+++ Supplied information +++

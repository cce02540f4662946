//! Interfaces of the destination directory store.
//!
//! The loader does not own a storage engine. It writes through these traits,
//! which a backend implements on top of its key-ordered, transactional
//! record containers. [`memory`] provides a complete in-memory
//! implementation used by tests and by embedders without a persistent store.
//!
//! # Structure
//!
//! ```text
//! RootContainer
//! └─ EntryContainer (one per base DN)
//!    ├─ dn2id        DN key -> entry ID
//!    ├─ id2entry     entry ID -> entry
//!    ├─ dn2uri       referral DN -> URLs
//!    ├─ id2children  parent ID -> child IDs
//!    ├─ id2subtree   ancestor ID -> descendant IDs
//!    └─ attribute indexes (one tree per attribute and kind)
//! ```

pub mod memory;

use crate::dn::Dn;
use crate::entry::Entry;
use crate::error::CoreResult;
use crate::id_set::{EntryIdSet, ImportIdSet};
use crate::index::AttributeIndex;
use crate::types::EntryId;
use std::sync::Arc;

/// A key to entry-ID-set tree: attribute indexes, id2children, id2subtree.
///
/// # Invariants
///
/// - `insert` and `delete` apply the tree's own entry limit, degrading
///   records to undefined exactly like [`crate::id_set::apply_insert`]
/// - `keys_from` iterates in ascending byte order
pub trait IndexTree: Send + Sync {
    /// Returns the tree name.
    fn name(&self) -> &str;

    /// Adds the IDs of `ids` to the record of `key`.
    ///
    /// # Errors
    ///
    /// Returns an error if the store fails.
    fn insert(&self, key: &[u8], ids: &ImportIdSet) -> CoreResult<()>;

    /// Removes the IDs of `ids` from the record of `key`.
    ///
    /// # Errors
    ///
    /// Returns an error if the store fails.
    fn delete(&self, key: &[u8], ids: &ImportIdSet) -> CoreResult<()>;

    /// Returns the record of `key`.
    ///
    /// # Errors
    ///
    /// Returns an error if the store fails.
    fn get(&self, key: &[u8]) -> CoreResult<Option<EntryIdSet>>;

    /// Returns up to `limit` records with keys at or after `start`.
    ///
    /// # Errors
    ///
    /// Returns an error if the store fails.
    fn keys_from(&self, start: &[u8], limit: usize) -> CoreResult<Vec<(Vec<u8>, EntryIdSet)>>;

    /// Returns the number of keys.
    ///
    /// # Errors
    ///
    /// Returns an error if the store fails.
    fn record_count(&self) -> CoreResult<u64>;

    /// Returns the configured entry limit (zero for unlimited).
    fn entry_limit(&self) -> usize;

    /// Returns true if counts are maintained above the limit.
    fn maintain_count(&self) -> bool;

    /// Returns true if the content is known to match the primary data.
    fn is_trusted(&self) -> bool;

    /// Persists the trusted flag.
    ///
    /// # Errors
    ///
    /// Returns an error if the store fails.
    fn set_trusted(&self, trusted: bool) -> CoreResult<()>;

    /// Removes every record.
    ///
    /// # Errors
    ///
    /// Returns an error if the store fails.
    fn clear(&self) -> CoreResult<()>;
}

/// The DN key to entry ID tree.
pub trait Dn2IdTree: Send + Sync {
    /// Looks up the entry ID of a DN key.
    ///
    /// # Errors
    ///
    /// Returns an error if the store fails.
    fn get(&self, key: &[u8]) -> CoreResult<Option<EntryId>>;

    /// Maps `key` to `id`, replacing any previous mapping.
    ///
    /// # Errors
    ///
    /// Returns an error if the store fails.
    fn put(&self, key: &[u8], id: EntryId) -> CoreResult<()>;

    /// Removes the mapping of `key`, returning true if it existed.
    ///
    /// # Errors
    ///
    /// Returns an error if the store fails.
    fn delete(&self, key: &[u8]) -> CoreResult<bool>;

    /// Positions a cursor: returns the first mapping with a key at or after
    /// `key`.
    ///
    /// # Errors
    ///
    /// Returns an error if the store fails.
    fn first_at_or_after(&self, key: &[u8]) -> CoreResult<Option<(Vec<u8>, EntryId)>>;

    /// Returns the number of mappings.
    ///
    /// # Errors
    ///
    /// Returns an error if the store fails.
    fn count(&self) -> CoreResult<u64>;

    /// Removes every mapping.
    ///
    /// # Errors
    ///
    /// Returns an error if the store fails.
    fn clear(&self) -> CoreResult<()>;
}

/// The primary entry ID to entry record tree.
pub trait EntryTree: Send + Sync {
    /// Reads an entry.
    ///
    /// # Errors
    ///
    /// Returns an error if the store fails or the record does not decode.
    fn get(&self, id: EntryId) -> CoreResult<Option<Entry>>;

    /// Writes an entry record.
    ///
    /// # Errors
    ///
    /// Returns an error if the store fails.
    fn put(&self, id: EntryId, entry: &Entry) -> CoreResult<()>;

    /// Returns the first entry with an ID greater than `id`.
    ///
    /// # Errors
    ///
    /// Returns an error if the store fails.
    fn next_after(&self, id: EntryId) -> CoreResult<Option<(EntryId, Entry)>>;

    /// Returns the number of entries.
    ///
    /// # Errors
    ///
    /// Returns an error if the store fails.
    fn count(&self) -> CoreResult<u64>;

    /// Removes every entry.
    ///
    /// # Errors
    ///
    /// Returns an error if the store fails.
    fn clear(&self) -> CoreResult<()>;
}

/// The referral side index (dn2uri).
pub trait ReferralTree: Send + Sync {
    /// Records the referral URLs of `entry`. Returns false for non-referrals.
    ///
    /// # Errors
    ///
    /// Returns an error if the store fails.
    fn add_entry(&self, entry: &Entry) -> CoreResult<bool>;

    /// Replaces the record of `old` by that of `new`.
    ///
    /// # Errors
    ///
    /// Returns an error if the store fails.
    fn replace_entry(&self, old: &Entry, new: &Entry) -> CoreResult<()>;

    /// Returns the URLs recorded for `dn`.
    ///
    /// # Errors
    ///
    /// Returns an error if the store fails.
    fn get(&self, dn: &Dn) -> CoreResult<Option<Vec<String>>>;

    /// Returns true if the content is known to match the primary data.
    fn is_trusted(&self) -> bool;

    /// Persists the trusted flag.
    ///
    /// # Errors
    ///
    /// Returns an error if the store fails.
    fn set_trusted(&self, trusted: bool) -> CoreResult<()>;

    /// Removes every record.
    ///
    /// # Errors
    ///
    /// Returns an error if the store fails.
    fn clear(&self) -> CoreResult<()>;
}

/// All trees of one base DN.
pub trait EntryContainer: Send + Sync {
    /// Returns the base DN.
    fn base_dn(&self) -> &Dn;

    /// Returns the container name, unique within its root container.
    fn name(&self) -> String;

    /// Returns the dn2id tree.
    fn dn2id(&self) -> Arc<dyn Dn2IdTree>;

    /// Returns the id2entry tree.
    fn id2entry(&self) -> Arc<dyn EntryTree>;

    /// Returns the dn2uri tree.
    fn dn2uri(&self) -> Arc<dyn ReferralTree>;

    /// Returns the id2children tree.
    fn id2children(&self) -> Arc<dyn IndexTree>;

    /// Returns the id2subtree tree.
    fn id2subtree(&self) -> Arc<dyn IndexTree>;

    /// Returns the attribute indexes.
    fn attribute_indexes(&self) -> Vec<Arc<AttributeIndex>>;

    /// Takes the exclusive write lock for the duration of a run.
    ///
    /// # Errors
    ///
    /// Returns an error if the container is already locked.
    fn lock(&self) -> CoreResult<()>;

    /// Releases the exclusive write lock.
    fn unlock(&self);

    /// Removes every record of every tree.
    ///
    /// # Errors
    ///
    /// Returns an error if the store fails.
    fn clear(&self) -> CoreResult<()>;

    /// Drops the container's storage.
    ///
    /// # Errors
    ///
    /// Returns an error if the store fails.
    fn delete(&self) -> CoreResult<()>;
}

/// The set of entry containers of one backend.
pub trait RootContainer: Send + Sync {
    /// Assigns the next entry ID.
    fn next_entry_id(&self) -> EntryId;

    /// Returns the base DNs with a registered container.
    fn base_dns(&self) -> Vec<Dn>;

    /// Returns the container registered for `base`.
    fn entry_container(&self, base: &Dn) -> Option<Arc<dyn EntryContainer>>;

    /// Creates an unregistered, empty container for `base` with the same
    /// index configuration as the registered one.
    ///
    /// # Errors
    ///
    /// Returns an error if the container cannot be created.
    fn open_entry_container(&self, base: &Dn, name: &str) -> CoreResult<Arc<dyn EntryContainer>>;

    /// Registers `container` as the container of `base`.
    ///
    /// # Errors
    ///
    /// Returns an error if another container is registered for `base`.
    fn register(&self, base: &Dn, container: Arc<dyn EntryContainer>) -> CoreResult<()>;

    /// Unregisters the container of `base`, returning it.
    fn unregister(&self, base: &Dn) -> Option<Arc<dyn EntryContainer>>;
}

+++

Your instructions: Which lines above hold the word "Removes"? Copy each of them.

Result for this exercise:
    /// Removes the IDs of `ids` from the record of `key`.
    /// Removes every record.
    /// Removes the mapping of `key`, returning true if it existed.
    /// Removes every mapping.
    /// Removes every entry.
    /// Removes every record.
    /// Removes every record of every tree.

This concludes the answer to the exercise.